После этого [Чжао Сюань-цзы] объявил приказ [о нападении на владение Сун] в храме предков, собрал военных чиновников и предупредил главного музыканта, распорядившись, чтобы все три армии непременно приготовили колокола и барабаны. Чжао Тун[1455] спросил: “Перед владением важное дело, почему же вы не отдали приказ усмирить народ [во владении Сун], а готовите колокола и барабаны?”

Чжао Сюань-цзы ответил: “На совершивших великое преступление нападают, совершивших мелкое преступление пугают, а неожиданные нападения и вторжения совершаются, когда большое владение притесняет малое. Колокола и барабаны потому готовятся для нападения, чтобы широко объявить о совершенном преступлении; подвесные барабаны на стойках и гонги используются перед сражением для того, чтобы предупредить народ противника. При неожиданных нападениях и вторжениях звуки [стараются] утаить, чтобы застать противника врасплох. Сунцы убили своего правителя, совершив величайшее преступление, боюсь, что они не услышат звуков даже если их не скрывать. Я готовлю колокола и барабаны ради правителя”[1456].

После этого Чжао Сюань-цзы приказал сообщить всем чжухоу, чтобы они, приведя в порядок оружие и воодушевив войска, двинулись на владение Сун под звуки колоколов и барабанов.

[137][1457]

Лин-гун проявлял жестокость. Чжао Сюань-цзы неоднократно увещевал Лин-гуна, что беспокоило последнего, в связи с чем он приказал Чу Ни[1458] [тайно] убить Чжао Сюань-цзы. Утром Чу Ни отправился к Чжао Сюань-цзы и увидел, что ворота, ведущие в переднее помещение, открыты, а Чжао Сюань-цзы в парадной одежде, готовый отправиться на аудиенцию, спит сидя, поскольку еще было слишком рано.

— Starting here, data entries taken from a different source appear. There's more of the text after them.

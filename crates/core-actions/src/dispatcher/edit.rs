//! Character/line mutation (spec §4.7): the single-key edits (`x`, `dd`,
//! `yy`, `dw`), the selection-mode range ops (`d`/`y`/Tab/Shift-Tab), and
//! plain character insertion.

use core_keymap::Action;
use core_state::{Mode, Yank};
use core_text::Line;

use super::{DispatchOutcome, EditorContext};
use crate::{indent, paste};

pub(crate) fn handle_edit(action: Action, ctx: &mut EditorContext) -> DispatchOutcome {
    match action {
        Action::DeleteCharUnderCursor => delete_char_under_cursor(ctx),
        Action::DeleteLine => delete_line(ctx),
        Action::YankLine => yank_line(ctx),
        Action::DeleteWord => delete_word(ctx),
        Action::DeleteRange => delete_range(ctx, true),
        Action::YankRange => delete_range(ctx, false),
        Action::IndentRange => indent_selection(ctx, true),
        Action::UnindentRange => indent_selection(ctx, false),
        Action::PasteAfter => {
            if let Some(yank) = ctx.model.registers.get().cloned() {
                paste::paste_after(ctx.model.registry.active_mut(), &yank);
            }
        }
        Action::PasteBefore => {
            if let Some(yank) = ctx.model.registers.get().cloned() {
                paste::paste_before(ctx.model.registry.active_mut(), &yank);
            }
        }
        Action::ReplaceChar(c) => replace_char(ctx, c),
        Action::Literal(c) => insert_literal(ctx, c),
        _ => {}
    }
    DispatchOutcome::dirty()
}

fn delete_char_under_cursor(ctx: &mut EditorContext) {
    let buffer = ctx.model.registry.active_mut();
    let idx = buffer.line_no - 1;
    let col = buffer.col_no;
    buffer.delete(idx, col);
    buffer.clamp_cursor();
}

fn delete_line(ctx: &mut EditorContext) {
    let buffer = ctx.model.registry.active_mut();
    let idx = buffer.line_no - 1;
    if let Some(line) = buffer.lines.get(idx).cloned() {
        ctx.model.registers.set(Yank::Lines(vec![line]));
    }
    buffer.remove_line(idx);
    buffer.clamp_cursor();
}

fn yank_line(ctx: &mut EditorContext) {
    let buffer = ctx.model.registry.active_mut();
    let idx = buffer.line_no - 1;
    if let Some(line) = buffer.lines.get(idx).cloned() {
        ctx.model.registers.set(Yank::Lines(vec![line]));
    }
}

/// `dw`: delete from the cursor to the start of the next word on the
/// same line (doesn't cross a line boundary, unlike the `w` motion).
fn delete_word(ctx: &mut EditorContext) {
    let buffer = ctx.model.registry.active_mut();
    let idx = buffer.line_no - 1;
    let start = buffer.col_no - 1;
    let Some(line) = buffer.lines.get(idx) else { return };
    let chars: Vec<char> = line.cells().iter().map(|c| c.codepoint).collect();
    if start >= chars.len() {
        return;
    }
    let start_class = classify(chars[start]);
    let mut end = start;
    while end < chars.len() && classify(chars[end]) == start_class {
        end += 1;
    }
    while end < chars.len() && chars[end].is_whitespace() {
        end += 1;
    }
    let text: String = chars[start..end].iter().collect();
    ctx.model.registers.set(Yank::Range(vec![Line::from_str(&text)]));
    for _ in start..end {
        buffer.delete(idx, start + 1);
    }
    buffer.clamp_cursor();
}

#[derive(PartialEq, Eq)]
enum CharClass {
    Whitespace,
    Word,
    Punct,
}

fn classify(c: char) -> CharClass {
    if c.is_whitespace() {
        CharClass::Whitespace
    } else if c.is_alphanumeric() || c == '_' {
        CharClass::Word
    } else {
        CharClass::Punct
    }
}

fn replace_char(ctx: &mut EditorContext, c: char) {
    let buffer = ctx.model.registry.active_mut();
    let idx = buffer.line_no - 1;
    let col = buffer.col_no - 1;
    buffer.replace(idx, col, c);
}

fn insert_literal(ctx: &mut EditorContext, c: char) {
    let col_insert_anchor = ctx.col_insert.as_ref().map(|s| s.anchor_line);
    let buffer = ctx.model.registry.active_mut();
    let idx = buffer.line_no - 1;
    let col = buffer.col_no - 1;
    match buffer.mode {
        Mode::Replace => {
            if buffer.current_line().cell(col).is_some() {
                buffer.replace(idx, col, c);
            } else {
                buffer.insert(idx, col, c);
            }
            buffer.col_no += 1;
        }
        Mode::Insert | Mode::ColInsert => {
            buffer.insert(idx, col, c);
            buffer.col_no += 1;
            if matches!(buffer.mode, Mode::ColInsert) && Some(buffer.line_no) == col_insert_anchor {
                if let Some(state) = ctx.col_insert.as_mut() {
                    state.inserted.push(c);
                }
            }
        }
        _ => {}
    }
    buffer.clamp_cursor();
}

/// The 1-based, document-ordered bounds of the active selection: the
/// anchor and the live cursor, normalized so the first pair precedes
/// the second.
fn selection_bounds(ctx: &EditorContext) -> Option<(usize, usize, usize, usize)> {
    let buffer = ctx.model.registry.active();
    let sel = buffer.selection?;
    let (a, b) = ((sel.start_line, sel.sel_col), (buffer.line_no, buffer.col_no));
    Some(if a <= b { (a.0, a.1, b.0, b.1) } else { (b.0, b.1, a.0, a.1) })
}

fn delete_range(ctx: &mut EditorContext, remove: bool) {
    let Some((sl, sc, el, ec)) = selection_bounds(ctx) else { return };
    let mode = ctx.model.registry.active().mode;
    let buffer = ctx.model.registry.active_mut();

    match mode {
        Mode::LineSelection => {
            let lines: Vec<Line> = (sl..=el)
                .filter_map(|l| buffer.lines.get(l - 1).cloned())
                .collect();
            ctx.model.registers.set(Yank::Lines(lines));
            if remove {
                for _ in sl..=el {
                    ctx.model.registry.active_mut().remove_line(sl - 1);
                }
            }
        }
        _ => {
            let yanked = yank_char_range(buffer, sl, sc, el, ec);
            ctx.model.registers.set(Yank::Range(yanked));
            if remove {
                if sl == el {
                    let n = ec - sc + 1;
                    for _ in 0..n {
                        buffer.delete(sl - 1, sc);
                    }
                } else {
                    let start_idx = sl - 1;
                    let start_len = buffer.lines.get(start_idx).map(|l| l.len()).unwrap_or(0);
                    for _ in 0..(start_len.saturating_sub(sc - 1)) {
                        buffer.delete(start_idx, sc);
                    }
                    for _ in 0..(el - sl).saturating_sub(1) {
                        buffer.remove_line(start_idx + 1);
                    }
                    for _ in 0..ec {
                        buffer.delete(start_idx + 1, 1);
                    }
                    buffer.merge_lines(start_idx + 1);
                }
            }
        }
    }
    let buffer = ctx.model.registry.active_mut();
    buffer.line_no = sl;
    buffer.col_no = sc;
    buffer.mode = Mode::Normal;
    buffer.selection = None;
    buffer.clamp_cursor();
}

fn yank_char_range(
    buffer: &core_state::Buffer,
    sl: usize,
    sc: usize,
    el: usize,
    ec: usize,
) -> Vec<Line> {
    if sl == el {
        let text: String = buffer
            .lines
            .get(sl - 1)
            .map(|l| l.cells()[sc - 1..ec.min(l.len())].iter().map(|c| c.codepoint).collect())
            .unwrap_or_default();
        return vec![Line::from_str(&text)];
    }
    let mut out = Vec::new();
    if let Some(l) = buffer.lines.get(sl - 1) {
        let text: String = l.cells()[(sc - 1).min(l.len())..].iter().map(|c| c.codepoint).collect();
        out.push(Line::from_str(&text));
    }
    for idx in sl..(el - 1) {
        if let Some(l) = buffer.lines.get(idx) {
            out.push(Line::from_str(&l.to_text()));
        }
    }
    if let Some(l) = buffer.lines.get(el - 1) {
        let text: String = l.cells()[..ec.min(l.len())].iter().map(|c| c.codepoint).collect();
        out.push(Line::from_str(&text));
    }
    out
}

fn indent_selection(ctx: &mut EditorContext, grow: bool) {
    let Some((sl, _, el, _)) = selection_bounds(ctx) else { return };
    let buffer = ctx.model.registry.active_mut();
    if grow {
        indent::indent_range(buffer, sl, el);
    } else {
        indent::unindent_range(buffer, sl, el);
    }
}

#[cfg(test)]
mod tests {
    use super::*;
    use core_model::Model;
    use core_state::Selection;

    fn ctx_with(lines: &[&str]) -> EditorContext {
        let mut model = Model::new();
        let buffer = model.registry.active_mut();
        for (i, text) in lines.iter().enumerate() {
            if i > 0 {
                buffer.add_line(i);
            }
            for (j, cp) in text.chars().enumerate() {
                buffer.insert(i, j, cp);
            }
        }
        EditorContext::new(model)
    }

    #[test]
    fn delete_char_under_cursor_removes_one_cell() {
        let mut ctx = ctx_with(&["abc"]);
        ctx.model.registry.active_mut().col_no = 2;
        handle_edit(Action::DeleteCharUnderCursor, &mut ctx);
        assert_eq!(ctx.model.registry.active_mut().current_line().to_text(), "ac");
    }

    #[test]
    fn dd_yanks_then_removes_the_line() {
        let mut ctx = ctx_with(&["one", "two"]);
        handle_edit(Action::DeleteLine, &mut ctx);
        assert_eq!(ctx.model.registry.active_mut().line_count(), 1);
        assert_eq!(ctx.model.registry.active_mut().current_line().to_text(), "two");
        match ctx.model.registers.get().unwrap() {
            Yank::Lines(lines) => assert_eq!(lines[0].to_text(), "one"),
            _ => panic!("expected a line yank"),
        }
    }

    #[test]
    fn dw_deletes_to_next_word_start() {
        let mut ctx = ctx_with(&["foo bar"]);
        handle_edit(Action::DeleteWord, &mut ctx);
        assert_eq!(ctx.model.registry.active_mut().current_line().to_text(), "bar");
    }

    #[test]
    fn replace_char_overwrites_in_place() {
        let mut ctx = ctx_with(&["abc"]);
        ctx.model.registry.active_mut().col_no = 2;
        handle_edit(Action::ReplaceChar('X'), &mut ctx);
        assert_eq!(ctx.model.registry.active_mut().current_line().to_text(), "aXc");
    }

    #[test]
    fn line_selection_delete_range_removes_selected_lines() {
        let mut ctx = ctx_with(&["a", "b", "c"]);
        let buffer = ctx.model.registry.active_mut();
        buffer.mode = Mode::LineSelection;
        buffer.selection = Some(Selection { start_line: 1, sel_col: 1 });
        buffer.line_no = 2;
        handle_edit(Action::DeleteRange, &mut ctx);
        assert_eq!(ctx.model.registry.active_mut().line_count(), 1);
        assert_eq!(ctx.model.registry.active_mut().current_line().to_text(), "c");
    }

    #[test]
    fn char_selection_delete_range_same_line() {
        let mut ctx = ctx_with(&["abcdef"]);
        let buffer = ctx.model.registry.active_mut();
        buffer.mode = Mode::CharSelection;
        buffer.selection = Some(Selection { start_line: 1, sel_col: 2 });
        buffer.col_no = 4;
        handle_edit(Action::DeleteRange, &mut ctx);
        assert_eq!(ctx.model.registry.active_mut().current_line().to_text(), "aef");
    }
}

Чу Ни вышел и со вздохом сказал: “Как почтителен Чжао Мэн! Чжао Мэн не забывает о смирении и почтительности, и поэтому он является оплотом жертвенника для жертвоприношений духам земли и злаков. Убить человека, который является оплотом жертвенника для жертвоприношений духам земли и злаков, значит проявить отсутствие преданности правителю. [В то же время] я получил приказ правителя и, если не выполню его, покажу, что мне нельзя доверять. [Таким образом, в любом случае] приобрету здесь только одну из этих репутаций[1459], лучше умереть!” Чу Ни ударился головой о росшую во дворе софору и умер.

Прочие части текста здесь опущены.